ASSIGNED TASK ::
Starting with the first line of the records, write out each line exactly until you have included the line containing "#[derive(Debug, Clone, Default)]".

[Collected data entries]
Start of Block

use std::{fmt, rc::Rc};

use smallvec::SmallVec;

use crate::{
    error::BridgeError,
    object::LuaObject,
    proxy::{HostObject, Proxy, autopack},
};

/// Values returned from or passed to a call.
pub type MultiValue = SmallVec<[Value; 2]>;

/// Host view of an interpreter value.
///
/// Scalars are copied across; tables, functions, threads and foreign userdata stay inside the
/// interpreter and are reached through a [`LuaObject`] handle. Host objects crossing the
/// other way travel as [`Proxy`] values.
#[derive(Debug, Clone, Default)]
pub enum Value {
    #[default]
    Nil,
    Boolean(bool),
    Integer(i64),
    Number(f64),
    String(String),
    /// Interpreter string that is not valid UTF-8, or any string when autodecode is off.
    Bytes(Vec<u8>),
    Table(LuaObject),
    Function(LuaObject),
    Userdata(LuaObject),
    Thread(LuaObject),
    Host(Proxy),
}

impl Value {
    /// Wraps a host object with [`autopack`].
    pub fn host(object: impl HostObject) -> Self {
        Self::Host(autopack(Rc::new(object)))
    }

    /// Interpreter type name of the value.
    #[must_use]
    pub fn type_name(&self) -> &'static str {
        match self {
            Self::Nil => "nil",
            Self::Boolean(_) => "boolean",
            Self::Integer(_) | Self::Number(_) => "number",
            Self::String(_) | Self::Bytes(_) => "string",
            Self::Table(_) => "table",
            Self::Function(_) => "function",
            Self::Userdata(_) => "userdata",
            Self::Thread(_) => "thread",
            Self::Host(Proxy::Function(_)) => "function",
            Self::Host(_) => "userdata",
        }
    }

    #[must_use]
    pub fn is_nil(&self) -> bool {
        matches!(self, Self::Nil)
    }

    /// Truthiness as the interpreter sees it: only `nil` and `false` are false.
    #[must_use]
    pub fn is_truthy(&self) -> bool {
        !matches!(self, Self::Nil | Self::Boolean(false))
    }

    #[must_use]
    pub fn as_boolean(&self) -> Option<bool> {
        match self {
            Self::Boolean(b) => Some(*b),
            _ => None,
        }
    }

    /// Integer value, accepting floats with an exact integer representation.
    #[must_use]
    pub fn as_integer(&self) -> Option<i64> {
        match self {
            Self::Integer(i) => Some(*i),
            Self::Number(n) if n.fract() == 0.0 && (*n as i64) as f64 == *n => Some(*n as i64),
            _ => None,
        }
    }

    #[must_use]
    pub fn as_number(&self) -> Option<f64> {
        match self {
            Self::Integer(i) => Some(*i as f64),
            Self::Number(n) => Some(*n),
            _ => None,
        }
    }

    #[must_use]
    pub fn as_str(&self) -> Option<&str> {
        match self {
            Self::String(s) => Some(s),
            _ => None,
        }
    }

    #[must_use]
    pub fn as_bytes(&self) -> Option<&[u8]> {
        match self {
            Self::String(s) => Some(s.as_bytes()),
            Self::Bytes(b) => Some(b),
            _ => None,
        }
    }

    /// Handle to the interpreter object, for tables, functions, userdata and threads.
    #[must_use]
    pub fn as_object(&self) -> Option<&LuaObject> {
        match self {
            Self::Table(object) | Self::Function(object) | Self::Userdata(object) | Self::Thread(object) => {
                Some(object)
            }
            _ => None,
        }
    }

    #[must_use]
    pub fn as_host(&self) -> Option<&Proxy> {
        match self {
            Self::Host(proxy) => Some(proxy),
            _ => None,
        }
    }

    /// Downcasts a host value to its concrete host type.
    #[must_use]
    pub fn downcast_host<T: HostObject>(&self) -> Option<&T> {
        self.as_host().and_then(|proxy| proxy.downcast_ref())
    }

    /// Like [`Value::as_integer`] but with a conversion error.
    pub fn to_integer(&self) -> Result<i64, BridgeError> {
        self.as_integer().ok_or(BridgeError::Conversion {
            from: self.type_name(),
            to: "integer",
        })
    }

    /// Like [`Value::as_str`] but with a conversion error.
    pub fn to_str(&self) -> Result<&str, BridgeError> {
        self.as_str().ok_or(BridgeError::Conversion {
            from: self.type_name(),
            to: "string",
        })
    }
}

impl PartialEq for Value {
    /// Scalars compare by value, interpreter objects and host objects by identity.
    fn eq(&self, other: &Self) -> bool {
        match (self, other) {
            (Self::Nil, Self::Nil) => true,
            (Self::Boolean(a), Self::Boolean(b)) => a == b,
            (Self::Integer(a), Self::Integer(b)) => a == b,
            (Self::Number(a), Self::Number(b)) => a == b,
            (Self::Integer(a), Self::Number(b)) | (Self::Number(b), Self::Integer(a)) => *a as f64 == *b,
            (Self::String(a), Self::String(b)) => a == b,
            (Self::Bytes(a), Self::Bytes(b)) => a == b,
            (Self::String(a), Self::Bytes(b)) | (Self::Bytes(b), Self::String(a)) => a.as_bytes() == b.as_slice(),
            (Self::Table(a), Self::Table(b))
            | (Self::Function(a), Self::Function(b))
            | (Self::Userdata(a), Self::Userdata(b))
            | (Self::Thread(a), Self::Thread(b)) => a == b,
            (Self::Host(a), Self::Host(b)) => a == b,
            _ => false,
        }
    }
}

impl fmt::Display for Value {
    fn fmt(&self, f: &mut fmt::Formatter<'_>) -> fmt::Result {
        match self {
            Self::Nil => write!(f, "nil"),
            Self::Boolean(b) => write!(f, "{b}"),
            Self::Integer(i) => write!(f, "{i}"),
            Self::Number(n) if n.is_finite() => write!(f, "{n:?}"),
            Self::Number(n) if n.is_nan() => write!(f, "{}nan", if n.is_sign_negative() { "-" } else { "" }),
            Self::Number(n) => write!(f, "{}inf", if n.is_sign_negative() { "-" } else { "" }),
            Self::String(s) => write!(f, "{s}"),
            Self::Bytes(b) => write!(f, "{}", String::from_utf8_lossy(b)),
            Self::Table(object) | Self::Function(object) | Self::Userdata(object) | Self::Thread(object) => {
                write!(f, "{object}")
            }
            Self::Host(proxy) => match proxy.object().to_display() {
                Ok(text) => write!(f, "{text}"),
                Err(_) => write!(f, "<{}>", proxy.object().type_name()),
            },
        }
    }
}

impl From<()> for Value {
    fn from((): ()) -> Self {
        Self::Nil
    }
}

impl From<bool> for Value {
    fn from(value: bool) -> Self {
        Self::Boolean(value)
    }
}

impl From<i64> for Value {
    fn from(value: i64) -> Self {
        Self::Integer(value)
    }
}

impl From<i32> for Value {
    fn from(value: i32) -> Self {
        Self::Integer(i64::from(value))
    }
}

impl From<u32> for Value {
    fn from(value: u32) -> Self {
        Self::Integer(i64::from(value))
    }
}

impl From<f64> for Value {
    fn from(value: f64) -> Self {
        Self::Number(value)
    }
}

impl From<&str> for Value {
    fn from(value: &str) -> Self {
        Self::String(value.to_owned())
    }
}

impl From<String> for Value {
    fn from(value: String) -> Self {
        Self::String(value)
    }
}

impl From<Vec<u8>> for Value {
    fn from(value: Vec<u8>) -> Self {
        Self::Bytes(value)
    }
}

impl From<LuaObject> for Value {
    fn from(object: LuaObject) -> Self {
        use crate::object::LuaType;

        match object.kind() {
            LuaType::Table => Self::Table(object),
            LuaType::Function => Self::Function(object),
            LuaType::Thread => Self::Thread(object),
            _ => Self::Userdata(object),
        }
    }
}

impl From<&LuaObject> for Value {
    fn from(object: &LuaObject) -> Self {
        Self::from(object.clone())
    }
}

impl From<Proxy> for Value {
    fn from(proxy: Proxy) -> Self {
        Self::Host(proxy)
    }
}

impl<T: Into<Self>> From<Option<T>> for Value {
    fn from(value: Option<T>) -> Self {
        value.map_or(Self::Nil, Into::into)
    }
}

End of Block

COMPLETED TASK ::
use std::{fmt, rc::Rc};

use smallvec::SmallVec;

use crate::{
    error::BridgeError,
    object::LuaObject,
    proxy::{HostObject, Proxy, autopack},
};

/// Values returned from or passed to a call.
pub type MultiValue = SmallVec<[Value; 2]>;

/// Host view of an interpreter value.
///
/// Scalars are copied across; tables, functions, threads and foreign userdata stay inside the
/// interpreter and are reached through a [`LuaObject`] handle. Host objects crossing the
/// other way travel as [`Proxy`] values.
#[derive(Debug, Clone, Default)]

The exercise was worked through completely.